§ Description of the task:
Each record has to be returned exactly as it appears.

Stored data entries
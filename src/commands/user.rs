//! User commands.

use super::{require_admin, require_non_blank};
use crate::auth::Authorization;
use crate::error::AppError;
use crate::models::{PullRequestShort, User};
use crate::services::Services;
use serde::{Deserialize, Serialize};

/// Input for set_user_active command.
#[derive(Debug, Clone, Deserialize)]
pub struct SetUserActiveInput {
    pub user_id: String,
    pub is_active: bool,
}

/// Pull requests a user reviews.
#[derive(Debug, Clone, PartialEq, Eq, Serialize)]
pub struct UserReviews {
    pub user_id: String,
    pub pull_requests: Vec<PullRequestShort>,
}

/// Activate or deactivate a user. Admin only.
pub async fn set_user_active(
    services: &Services,
    caller: &impl Authorization,
    input: SetUserActiveInput,
) -> Result<User, AppError> {
    require_admin(caller)?;
    require_non_blank(&input.user_id, "user_id")?;

    services
        .users
        .set_is_active(&input.user_id, input.is_active)
        .await
}

/// List the pull requests `user_id` reviews.
///
/// Callers other than an admin or the user themself get an empty list.
pub async fn get_user_reviews(
    services: &Services,
    caller: &impl Authorization,
    user_id: &str,
) -> Result<UserReviews, AppError> {
    require_non_blank(user_id, "user_id")?;

    let pull_requests = if caller.is_admin_or_owner(user_id) {
        services.users.get_review_assignments(user_id).await?
    } else {
        Vec::new()
    };

    Ok(UserReviews {
        user_id: user_id.to_string(),
        pull_requests,
    })
}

§ Answer to this problem:
filename src/commands/user.rs
//! User commands.

use super::{require_admin, require_non_blank};
use crate::auth::Authorization;
use crate::error::AppError;
use crate::models::{PullRequestShort, User};
use crate::services::Services;
use serde::{Deserialize, Serialize};

/// Input for set_user_active command.
#[derive(Debug, Clone, Deserialize)]
pub struct SetUserActiveInput {
    pub user_id: String,
    pub is_active: bool,
}

/// Pull requests a user reviews.
#[derive(Debug, Clone, PartialEq, Eq, Serialize)]
pub struct UserReviews {
    pub user_id: String,
    pub pull_requests: Vec<PullRequestShort>,
}

/// Activate or deactivate a user. Admin only.
pub async fn set_user_active(
    services: &Services,
    caller: &impl Authorization,
    input: SetUserActiveInput,
) -> Result<User, AppError> {
    require_admin(caller)?;
    require_non_blank(&input.user_id, "user_id")?;

    services
        .users
        .set_is_active(&input.user_id, input.is_active)
        .await
}

/// List the pull requests `user_id` reviews.
///
/// Callers other than an admin or the user themself get an empty list.
pub async fn get_user_reviews(
    services: &Services,
    caller: &impl Authorization,
    user_id: &str,
) -> Result<UserReviews, AppError> {
    require_non_blank(user_id, "user_id")?;

    let pull_requests = if caller.is_admin_or_owner(user_id) {
        services.users.get_review_assignments(user_id).await?
    } else {
        Vec::new()
    };

    Ok(UserReviews {
        user_id: user_id.to_string(),
        pull_requests,
    })
}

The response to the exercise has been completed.